# PROBLEM REQUIREMENTS:
Scan the listing below for the word "resolve" and copy every line where it occurs.

(INPUT FOR THIS TASK begins)

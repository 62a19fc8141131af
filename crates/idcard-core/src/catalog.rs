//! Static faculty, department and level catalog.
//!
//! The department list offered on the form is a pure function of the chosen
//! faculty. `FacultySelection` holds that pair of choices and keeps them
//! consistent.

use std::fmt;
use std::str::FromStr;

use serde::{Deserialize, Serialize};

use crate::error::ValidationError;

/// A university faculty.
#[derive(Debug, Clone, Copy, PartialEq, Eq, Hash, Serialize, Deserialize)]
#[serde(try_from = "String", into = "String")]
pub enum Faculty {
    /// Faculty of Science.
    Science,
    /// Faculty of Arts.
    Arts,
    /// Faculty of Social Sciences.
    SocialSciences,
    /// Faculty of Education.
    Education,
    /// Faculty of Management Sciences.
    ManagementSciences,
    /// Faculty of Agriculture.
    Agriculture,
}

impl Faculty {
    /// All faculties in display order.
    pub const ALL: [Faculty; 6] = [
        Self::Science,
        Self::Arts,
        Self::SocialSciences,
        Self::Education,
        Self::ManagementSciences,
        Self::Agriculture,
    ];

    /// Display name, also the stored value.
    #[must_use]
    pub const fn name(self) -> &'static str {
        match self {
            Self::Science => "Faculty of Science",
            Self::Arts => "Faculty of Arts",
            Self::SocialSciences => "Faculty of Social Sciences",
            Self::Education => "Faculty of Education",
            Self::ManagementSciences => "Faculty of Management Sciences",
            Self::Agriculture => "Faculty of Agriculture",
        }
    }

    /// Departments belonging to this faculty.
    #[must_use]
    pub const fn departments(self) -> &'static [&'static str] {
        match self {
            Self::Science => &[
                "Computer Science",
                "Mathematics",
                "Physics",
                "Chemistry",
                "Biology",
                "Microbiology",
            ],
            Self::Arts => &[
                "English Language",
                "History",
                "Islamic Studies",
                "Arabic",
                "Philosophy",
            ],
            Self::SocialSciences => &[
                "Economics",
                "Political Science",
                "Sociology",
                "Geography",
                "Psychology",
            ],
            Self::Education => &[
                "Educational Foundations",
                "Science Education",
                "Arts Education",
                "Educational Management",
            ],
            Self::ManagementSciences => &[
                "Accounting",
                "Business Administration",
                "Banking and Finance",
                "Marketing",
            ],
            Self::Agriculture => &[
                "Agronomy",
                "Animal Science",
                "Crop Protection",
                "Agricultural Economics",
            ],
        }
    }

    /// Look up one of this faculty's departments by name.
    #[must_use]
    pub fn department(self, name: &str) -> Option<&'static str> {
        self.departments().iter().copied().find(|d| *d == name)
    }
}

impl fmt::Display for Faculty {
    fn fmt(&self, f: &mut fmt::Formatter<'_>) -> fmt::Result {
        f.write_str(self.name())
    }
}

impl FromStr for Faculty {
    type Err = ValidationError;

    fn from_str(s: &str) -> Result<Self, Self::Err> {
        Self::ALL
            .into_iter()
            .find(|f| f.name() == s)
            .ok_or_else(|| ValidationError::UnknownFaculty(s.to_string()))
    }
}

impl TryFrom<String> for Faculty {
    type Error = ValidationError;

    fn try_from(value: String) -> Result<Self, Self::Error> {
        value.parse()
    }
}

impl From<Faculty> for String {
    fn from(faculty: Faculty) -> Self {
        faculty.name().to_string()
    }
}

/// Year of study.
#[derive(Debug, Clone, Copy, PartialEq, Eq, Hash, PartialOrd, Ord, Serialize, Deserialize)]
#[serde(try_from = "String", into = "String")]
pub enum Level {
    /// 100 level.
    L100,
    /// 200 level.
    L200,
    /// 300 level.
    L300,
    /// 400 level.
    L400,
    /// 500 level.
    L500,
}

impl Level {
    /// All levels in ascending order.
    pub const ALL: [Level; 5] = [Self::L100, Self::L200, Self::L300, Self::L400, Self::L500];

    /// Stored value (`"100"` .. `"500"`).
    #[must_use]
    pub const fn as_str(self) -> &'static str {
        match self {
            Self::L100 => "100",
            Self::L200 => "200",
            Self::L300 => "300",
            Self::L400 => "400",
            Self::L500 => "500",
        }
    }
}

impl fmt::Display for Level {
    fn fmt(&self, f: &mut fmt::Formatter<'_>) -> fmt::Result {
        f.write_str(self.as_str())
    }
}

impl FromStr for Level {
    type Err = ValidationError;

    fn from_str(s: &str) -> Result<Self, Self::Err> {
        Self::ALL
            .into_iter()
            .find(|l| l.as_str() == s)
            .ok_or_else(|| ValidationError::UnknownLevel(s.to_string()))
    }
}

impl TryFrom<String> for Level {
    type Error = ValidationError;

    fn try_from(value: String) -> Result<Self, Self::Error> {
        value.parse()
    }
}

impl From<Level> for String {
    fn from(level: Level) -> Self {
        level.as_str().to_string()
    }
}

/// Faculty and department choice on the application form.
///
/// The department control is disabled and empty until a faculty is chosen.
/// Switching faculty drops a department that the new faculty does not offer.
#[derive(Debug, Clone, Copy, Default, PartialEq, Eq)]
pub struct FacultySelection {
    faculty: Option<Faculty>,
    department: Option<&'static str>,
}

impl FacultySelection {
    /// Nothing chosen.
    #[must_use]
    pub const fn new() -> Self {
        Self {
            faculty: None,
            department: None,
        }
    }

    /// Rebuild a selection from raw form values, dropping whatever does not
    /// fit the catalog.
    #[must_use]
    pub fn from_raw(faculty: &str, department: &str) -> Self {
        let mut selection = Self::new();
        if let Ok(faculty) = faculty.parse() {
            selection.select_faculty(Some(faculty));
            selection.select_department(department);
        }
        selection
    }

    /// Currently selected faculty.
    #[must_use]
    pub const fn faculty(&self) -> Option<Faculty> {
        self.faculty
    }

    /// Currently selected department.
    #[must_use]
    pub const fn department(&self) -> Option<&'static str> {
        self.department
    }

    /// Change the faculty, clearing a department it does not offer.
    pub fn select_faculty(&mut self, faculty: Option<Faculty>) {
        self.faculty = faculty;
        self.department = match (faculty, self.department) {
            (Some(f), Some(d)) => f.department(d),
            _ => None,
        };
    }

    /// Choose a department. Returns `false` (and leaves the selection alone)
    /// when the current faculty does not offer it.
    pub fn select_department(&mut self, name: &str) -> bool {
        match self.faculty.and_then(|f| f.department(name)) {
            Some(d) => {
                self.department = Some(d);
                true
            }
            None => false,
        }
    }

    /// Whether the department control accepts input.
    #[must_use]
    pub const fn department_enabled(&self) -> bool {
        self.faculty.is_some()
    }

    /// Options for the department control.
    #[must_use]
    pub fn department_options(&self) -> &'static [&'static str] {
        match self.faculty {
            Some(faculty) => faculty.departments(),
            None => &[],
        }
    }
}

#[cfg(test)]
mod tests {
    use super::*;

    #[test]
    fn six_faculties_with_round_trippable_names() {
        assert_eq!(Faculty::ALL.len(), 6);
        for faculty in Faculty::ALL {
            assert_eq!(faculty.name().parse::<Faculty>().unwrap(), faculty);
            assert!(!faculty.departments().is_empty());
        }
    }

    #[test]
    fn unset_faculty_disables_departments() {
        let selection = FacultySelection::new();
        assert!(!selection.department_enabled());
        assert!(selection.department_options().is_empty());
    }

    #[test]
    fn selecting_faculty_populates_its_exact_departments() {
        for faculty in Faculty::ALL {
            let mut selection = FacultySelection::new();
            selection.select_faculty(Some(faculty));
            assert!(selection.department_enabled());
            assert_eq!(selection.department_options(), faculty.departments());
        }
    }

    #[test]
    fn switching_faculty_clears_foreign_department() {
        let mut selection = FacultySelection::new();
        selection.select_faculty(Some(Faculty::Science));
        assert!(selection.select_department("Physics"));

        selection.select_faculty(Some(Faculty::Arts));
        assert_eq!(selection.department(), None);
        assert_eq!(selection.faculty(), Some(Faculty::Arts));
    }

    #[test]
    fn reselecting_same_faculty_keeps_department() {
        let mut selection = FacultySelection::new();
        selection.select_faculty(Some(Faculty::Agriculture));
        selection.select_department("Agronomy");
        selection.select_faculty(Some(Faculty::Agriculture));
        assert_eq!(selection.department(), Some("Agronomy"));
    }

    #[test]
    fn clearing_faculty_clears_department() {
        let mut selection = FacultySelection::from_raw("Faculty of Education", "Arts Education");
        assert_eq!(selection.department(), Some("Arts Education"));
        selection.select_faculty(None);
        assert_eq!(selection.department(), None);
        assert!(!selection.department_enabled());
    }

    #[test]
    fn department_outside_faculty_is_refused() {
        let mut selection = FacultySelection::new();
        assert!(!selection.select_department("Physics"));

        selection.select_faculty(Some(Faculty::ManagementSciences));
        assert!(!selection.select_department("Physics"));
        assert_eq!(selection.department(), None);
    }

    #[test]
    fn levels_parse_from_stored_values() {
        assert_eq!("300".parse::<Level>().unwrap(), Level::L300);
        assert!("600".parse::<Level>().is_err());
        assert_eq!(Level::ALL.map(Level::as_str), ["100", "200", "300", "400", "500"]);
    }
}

(INPUT FOR THIS TASK ends)
(INPUT FOR THIS TASK begins)

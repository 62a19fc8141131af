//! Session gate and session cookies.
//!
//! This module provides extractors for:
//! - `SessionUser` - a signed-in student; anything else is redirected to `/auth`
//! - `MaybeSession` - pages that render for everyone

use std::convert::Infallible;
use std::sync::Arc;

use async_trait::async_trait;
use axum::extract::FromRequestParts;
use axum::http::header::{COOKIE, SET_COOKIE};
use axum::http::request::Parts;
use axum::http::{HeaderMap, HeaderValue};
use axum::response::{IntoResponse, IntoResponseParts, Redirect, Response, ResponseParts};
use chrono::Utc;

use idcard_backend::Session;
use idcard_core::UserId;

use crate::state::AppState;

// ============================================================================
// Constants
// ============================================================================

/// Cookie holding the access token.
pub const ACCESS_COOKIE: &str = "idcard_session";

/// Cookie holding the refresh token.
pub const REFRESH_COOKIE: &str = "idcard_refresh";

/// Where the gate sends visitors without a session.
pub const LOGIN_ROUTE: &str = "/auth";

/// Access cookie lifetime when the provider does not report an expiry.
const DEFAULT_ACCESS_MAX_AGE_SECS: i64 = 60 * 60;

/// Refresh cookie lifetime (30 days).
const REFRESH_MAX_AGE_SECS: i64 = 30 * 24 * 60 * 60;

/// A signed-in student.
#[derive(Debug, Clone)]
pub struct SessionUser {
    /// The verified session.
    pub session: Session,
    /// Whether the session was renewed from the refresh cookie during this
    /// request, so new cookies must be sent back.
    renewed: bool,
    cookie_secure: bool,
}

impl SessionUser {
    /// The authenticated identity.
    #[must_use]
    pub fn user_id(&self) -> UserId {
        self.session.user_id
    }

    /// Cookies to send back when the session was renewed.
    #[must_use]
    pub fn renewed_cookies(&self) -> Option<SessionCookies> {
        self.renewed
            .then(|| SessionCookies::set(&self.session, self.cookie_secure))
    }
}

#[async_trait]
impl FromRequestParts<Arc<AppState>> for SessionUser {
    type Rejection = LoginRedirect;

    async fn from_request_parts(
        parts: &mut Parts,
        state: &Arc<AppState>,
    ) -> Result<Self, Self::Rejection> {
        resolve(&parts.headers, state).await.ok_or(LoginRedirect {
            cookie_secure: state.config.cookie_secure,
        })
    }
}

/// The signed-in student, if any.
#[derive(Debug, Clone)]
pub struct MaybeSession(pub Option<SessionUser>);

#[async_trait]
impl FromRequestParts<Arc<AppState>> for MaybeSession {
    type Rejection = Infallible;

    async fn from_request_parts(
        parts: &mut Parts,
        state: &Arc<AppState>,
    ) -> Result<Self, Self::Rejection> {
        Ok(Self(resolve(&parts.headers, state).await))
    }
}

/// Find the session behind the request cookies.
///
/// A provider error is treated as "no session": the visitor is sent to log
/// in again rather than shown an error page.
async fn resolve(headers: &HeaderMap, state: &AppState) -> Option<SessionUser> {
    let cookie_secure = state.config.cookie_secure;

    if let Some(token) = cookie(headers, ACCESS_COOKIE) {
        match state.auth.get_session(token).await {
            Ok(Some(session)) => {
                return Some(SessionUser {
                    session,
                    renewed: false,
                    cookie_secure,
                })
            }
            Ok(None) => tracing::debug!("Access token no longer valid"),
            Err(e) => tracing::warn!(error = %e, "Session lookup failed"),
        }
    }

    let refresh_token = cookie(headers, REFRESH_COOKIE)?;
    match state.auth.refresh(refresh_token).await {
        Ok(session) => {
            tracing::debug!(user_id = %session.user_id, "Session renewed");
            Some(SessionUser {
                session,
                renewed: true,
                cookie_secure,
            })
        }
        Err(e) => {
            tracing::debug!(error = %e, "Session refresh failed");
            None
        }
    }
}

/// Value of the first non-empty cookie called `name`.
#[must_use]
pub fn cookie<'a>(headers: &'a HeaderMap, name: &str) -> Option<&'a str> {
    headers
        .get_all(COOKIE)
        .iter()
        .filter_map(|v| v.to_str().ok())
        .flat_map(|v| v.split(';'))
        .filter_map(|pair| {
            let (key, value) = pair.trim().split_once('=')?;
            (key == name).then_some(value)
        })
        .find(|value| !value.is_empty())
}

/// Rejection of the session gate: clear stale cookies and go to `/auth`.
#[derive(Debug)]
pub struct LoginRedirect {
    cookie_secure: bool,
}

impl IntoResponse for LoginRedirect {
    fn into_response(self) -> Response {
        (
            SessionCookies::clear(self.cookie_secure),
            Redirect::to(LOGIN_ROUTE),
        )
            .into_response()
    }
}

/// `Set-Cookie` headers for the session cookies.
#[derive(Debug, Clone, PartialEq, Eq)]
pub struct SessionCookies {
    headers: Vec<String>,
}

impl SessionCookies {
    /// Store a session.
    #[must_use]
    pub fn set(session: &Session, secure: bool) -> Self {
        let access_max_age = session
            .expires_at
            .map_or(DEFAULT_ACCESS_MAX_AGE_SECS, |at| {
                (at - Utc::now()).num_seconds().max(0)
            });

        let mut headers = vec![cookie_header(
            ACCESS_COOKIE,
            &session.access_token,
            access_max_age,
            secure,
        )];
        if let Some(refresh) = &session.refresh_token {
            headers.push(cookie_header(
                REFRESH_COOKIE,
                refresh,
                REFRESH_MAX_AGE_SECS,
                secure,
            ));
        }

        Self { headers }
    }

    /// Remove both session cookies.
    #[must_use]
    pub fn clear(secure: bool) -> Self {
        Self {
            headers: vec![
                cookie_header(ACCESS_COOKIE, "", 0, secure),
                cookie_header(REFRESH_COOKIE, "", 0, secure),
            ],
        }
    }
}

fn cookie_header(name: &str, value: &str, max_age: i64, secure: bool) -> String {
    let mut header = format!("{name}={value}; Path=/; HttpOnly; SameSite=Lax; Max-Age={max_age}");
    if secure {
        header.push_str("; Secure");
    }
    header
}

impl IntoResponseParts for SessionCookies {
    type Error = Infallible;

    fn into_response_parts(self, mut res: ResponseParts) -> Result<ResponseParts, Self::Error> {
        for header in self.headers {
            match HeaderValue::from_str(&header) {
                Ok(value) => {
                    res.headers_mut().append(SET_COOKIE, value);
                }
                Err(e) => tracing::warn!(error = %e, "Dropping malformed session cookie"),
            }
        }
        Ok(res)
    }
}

(INPUT FOR THIS TASK ends)
(INPUT FOR THIS TASK begins)

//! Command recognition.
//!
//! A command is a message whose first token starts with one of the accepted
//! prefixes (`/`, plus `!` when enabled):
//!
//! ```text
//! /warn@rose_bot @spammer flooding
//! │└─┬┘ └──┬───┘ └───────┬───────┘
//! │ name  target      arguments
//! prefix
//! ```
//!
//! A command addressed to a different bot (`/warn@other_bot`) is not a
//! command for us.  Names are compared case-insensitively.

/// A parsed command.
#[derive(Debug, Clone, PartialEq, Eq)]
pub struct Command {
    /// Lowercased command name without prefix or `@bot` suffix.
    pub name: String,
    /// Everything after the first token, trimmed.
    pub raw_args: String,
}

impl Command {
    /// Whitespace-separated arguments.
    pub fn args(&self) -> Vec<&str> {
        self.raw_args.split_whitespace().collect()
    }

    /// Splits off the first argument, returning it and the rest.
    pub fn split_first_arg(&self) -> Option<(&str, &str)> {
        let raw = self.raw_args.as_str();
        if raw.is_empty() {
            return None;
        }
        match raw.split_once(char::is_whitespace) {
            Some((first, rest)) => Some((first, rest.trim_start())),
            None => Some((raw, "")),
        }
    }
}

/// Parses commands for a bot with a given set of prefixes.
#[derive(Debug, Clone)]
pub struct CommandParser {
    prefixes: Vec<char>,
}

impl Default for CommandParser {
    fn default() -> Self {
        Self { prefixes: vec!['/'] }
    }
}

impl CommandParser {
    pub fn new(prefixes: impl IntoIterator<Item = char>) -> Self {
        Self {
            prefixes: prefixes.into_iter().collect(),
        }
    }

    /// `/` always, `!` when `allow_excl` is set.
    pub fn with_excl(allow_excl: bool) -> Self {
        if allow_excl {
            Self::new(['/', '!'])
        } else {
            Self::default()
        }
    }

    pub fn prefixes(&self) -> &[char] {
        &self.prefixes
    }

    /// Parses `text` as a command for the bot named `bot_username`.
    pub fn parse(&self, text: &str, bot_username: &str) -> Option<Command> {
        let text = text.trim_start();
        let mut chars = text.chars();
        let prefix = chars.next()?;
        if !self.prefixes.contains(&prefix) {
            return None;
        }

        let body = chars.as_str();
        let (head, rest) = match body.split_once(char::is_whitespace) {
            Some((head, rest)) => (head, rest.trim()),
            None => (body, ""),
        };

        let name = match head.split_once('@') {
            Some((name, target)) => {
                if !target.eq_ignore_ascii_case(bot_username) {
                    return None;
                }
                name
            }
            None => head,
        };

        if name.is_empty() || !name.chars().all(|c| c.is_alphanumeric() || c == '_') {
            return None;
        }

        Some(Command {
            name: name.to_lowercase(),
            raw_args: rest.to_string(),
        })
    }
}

(INPUT FOR THIS TASK ends)

# RESPONSE TO THIS EXERCISE:
        resolve(&parts.headers, state).await.ok_or(LoginRedirect {
        Ok(Self(resolve(&parts.headers, state).await))
async fn resolve(headers: &HeaderMap, state: &AppState) -> Option<SessionUser> {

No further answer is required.